* **TASK DIRECTIONS**:
Set down again exactly the lines of the listing below that fall between the line holding "(true, false) =>" and the line holding "if let Some(c) = const_rpm.filter(|c|", inclusive.

* **STORED DATA**:
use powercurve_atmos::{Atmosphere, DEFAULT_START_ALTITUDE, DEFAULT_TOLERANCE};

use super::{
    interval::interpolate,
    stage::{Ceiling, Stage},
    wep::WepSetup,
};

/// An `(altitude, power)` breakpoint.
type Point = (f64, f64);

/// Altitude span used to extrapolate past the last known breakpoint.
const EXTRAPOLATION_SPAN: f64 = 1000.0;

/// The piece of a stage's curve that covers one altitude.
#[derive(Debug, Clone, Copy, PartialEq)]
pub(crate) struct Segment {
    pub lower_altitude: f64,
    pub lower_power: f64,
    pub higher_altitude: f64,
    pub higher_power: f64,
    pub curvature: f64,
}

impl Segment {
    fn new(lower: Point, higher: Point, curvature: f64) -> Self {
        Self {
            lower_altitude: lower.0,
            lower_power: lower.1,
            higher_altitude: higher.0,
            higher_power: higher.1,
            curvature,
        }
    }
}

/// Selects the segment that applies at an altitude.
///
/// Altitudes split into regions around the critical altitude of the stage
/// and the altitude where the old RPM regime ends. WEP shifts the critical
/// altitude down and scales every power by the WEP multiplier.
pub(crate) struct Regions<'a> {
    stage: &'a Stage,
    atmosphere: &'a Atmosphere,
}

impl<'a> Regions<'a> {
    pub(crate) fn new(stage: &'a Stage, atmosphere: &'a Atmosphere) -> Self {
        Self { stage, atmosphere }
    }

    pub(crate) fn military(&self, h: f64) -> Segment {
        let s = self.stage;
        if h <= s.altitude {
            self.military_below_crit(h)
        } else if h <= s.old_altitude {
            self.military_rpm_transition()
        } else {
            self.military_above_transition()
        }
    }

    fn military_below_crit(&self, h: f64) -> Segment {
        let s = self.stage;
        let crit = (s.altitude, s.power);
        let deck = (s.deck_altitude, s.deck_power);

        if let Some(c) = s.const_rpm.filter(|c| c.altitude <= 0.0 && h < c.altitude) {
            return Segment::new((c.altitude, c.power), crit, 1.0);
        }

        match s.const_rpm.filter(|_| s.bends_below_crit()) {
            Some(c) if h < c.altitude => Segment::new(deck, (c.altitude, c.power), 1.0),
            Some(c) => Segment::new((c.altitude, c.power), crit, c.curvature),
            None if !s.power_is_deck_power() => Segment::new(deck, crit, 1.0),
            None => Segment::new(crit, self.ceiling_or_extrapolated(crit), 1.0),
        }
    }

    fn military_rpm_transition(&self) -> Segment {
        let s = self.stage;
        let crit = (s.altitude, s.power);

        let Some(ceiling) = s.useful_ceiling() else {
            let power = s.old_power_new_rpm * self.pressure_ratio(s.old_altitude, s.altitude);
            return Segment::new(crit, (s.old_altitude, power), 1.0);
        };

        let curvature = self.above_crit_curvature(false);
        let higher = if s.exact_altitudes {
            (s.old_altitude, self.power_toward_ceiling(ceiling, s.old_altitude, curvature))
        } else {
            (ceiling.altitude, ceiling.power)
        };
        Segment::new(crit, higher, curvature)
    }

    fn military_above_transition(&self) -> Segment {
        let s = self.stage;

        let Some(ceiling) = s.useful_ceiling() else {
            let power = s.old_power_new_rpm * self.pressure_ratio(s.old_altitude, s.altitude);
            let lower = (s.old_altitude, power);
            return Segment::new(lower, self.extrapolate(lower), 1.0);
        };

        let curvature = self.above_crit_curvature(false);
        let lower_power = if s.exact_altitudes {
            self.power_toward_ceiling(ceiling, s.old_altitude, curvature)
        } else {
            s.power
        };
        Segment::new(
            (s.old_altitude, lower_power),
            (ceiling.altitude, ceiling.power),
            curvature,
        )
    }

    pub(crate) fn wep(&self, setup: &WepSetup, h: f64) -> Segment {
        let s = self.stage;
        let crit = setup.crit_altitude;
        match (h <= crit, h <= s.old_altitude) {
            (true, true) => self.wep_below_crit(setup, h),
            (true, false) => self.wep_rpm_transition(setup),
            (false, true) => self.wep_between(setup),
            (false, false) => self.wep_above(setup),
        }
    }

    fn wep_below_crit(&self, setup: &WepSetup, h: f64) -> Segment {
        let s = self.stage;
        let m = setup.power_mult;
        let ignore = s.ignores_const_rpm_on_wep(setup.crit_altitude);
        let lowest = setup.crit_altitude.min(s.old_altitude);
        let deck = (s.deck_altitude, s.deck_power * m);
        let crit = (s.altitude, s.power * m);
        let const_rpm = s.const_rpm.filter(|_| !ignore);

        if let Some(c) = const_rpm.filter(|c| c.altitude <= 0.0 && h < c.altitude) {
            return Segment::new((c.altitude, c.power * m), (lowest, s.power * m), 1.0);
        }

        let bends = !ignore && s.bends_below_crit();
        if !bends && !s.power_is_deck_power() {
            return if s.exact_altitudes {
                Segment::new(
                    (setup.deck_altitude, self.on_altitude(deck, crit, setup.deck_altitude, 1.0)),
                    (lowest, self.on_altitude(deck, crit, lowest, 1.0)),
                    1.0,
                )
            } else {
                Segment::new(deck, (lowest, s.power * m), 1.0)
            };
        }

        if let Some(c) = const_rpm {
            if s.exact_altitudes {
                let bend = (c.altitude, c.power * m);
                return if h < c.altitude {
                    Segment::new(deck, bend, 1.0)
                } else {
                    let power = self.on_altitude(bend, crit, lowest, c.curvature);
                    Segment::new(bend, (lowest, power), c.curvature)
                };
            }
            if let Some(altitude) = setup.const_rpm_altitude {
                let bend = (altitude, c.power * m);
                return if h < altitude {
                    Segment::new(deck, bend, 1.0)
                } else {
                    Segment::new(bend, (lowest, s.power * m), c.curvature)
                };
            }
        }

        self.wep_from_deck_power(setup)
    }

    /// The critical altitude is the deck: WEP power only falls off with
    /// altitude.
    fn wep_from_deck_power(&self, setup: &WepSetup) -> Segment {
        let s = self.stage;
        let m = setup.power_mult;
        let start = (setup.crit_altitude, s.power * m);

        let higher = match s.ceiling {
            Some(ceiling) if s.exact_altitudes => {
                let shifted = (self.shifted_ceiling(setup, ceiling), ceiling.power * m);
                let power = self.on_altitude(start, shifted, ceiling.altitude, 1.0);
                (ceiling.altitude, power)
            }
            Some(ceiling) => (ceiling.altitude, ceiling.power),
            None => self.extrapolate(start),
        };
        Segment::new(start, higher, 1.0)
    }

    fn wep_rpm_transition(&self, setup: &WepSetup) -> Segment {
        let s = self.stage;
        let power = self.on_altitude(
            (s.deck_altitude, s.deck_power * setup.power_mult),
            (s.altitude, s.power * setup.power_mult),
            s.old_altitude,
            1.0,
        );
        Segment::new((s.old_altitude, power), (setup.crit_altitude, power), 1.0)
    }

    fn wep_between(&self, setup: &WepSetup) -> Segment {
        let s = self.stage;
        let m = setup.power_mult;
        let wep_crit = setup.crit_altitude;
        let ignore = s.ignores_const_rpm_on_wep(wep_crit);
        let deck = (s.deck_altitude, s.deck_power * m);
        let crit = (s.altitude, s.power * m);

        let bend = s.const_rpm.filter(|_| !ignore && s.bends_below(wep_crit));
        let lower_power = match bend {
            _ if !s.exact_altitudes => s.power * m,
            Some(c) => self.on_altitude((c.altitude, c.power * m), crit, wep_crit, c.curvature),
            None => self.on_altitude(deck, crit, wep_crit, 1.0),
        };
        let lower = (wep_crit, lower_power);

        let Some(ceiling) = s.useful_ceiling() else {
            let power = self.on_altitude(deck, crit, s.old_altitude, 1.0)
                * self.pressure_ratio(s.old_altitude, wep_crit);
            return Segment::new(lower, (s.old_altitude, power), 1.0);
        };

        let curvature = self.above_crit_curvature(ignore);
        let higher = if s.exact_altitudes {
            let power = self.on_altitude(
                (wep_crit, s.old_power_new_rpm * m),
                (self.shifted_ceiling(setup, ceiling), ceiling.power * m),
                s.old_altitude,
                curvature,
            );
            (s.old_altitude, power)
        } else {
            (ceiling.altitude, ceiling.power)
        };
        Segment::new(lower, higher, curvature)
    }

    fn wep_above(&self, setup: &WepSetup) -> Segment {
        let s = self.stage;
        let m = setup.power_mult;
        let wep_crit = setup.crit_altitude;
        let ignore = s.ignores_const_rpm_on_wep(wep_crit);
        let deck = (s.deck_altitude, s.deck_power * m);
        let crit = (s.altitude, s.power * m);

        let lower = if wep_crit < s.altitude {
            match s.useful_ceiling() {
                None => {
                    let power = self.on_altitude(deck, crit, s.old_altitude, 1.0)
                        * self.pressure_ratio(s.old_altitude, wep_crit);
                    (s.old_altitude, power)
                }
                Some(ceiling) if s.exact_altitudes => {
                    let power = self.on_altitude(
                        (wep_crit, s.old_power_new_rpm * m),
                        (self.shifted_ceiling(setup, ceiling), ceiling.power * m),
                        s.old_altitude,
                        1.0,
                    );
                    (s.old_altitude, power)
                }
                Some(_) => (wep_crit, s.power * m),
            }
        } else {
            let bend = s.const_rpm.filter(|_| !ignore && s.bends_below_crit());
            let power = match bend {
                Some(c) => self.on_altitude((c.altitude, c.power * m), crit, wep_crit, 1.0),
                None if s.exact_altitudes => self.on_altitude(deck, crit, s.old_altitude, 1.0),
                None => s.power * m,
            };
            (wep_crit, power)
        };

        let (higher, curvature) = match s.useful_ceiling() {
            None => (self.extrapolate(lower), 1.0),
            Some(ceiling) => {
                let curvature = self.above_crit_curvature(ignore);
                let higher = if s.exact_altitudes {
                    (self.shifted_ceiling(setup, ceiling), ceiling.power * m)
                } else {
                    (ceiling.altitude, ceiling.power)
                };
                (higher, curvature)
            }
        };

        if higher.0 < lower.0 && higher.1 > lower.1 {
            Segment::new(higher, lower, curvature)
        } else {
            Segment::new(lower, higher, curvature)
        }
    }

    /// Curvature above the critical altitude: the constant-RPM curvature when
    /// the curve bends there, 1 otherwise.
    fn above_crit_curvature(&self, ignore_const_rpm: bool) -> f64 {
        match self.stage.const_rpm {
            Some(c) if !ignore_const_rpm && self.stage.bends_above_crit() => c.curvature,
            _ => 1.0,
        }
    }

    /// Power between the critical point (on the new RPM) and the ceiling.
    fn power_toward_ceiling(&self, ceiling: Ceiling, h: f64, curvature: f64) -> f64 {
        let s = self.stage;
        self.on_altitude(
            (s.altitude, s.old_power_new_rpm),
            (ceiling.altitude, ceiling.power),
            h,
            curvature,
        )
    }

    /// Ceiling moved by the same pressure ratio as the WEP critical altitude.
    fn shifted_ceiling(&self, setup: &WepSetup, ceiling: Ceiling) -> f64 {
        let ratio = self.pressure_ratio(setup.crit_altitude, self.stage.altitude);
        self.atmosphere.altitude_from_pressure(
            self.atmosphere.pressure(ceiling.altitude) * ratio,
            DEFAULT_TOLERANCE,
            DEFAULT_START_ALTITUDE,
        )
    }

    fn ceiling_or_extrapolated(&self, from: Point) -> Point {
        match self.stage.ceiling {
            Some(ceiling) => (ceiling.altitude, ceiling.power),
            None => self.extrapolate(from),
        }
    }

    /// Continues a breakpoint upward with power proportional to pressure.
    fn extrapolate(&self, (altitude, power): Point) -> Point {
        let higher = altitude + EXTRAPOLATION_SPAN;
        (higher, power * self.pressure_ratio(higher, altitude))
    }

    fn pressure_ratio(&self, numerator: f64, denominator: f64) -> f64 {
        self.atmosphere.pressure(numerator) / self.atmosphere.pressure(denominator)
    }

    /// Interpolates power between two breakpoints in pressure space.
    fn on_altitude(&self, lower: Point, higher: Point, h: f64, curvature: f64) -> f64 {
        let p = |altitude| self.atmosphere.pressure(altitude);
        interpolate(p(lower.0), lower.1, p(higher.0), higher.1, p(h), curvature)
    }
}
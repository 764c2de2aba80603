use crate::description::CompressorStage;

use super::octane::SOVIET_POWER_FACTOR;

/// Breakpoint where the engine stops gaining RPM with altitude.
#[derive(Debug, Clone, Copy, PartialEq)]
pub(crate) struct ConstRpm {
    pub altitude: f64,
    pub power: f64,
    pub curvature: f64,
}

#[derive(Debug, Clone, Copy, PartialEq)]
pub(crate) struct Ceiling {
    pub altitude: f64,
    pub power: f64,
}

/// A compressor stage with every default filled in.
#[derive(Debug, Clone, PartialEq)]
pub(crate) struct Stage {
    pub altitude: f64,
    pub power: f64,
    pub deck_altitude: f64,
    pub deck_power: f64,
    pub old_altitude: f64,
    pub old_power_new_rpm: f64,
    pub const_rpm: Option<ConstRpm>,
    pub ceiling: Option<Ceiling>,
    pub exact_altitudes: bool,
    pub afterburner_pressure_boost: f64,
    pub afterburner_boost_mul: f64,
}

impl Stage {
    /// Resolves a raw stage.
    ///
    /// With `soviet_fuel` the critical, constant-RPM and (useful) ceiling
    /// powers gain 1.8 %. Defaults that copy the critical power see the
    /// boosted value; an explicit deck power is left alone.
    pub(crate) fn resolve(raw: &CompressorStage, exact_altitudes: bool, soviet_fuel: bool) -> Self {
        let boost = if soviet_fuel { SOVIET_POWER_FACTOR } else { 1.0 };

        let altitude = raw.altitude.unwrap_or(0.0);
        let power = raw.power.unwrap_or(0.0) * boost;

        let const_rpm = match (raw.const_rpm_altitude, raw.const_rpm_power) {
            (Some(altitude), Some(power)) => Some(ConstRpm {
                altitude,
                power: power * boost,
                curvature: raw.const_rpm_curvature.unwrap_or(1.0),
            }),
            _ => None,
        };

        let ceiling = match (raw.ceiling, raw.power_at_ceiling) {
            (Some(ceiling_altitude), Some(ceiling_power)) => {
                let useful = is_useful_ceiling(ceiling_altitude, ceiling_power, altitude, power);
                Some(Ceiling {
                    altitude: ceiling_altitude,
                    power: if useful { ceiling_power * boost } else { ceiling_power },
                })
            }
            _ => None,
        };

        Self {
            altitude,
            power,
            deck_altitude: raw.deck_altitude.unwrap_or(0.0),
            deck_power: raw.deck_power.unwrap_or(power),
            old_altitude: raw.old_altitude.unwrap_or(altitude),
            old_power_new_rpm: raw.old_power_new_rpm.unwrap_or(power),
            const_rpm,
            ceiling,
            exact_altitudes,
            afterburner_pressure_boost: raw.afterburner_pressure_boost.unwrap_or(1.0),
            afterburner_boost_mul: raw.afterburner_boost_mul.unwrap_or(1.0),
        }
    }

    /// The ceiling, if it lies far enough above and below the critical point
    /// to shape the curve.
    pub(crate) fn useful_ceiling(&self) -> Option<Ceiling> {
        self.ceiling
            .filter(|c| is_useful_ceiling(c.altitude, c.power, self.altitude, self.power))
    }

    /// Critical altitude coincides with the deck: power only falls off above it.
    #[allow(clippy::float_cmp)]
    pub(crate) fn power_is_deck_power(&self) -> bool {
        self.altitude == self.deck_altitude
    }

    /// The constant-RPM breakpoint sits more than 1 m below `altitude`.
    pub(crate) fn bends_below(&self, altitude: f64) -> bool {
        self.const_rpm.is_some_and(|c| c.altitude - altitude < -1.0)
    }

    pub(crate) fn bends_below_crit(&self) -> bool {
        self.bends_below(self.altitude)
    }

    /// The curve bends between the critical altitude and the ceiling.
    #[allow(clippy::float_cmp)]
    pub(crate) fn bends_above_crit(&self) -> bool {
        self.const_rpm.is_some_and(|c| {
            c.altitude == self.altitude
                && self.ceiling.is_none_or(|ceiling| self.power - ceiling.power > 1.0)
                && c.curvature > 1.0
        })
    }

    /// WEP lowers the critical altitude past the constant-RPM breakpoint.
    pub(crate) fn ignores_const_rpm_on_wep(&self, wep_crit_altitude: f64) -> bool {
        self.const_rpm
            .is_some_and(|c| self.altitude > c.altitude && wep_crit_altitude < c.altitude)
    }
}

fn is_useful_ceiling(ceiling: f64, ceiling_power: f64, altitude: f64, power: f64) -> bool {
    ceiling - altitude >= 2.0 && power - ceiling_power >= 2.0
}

* **EXERCISE SOLUTION**:
            (true, false) => self.wep_rpm_transition(setup),
            (false, true) => self.wep_between(setup),
            (false, false) => self.wep_above(setup),
        }
    }

    fn wep_below_crit(&self, setup: &WepSetup, h: f64) -> Segment {
        let s = self.stage;
        let m = setup.power_mult;
        let ignore = s.ignores_const_rpm_on_wep(setup.crit_altitude);
        let lowest = setup.crit_altitude.min(s.old_altitude);
        let deck = (s.deck_altitude, s.deck_power * m);
        let crit = (s.altitude, s.power * m);
        let const_rpm = s.const_rpm.filter(|_| !ignore);

        if let Some(c) = const_rpm.filter(|c| c.altitude <= 0.0 && h < c.altitude) {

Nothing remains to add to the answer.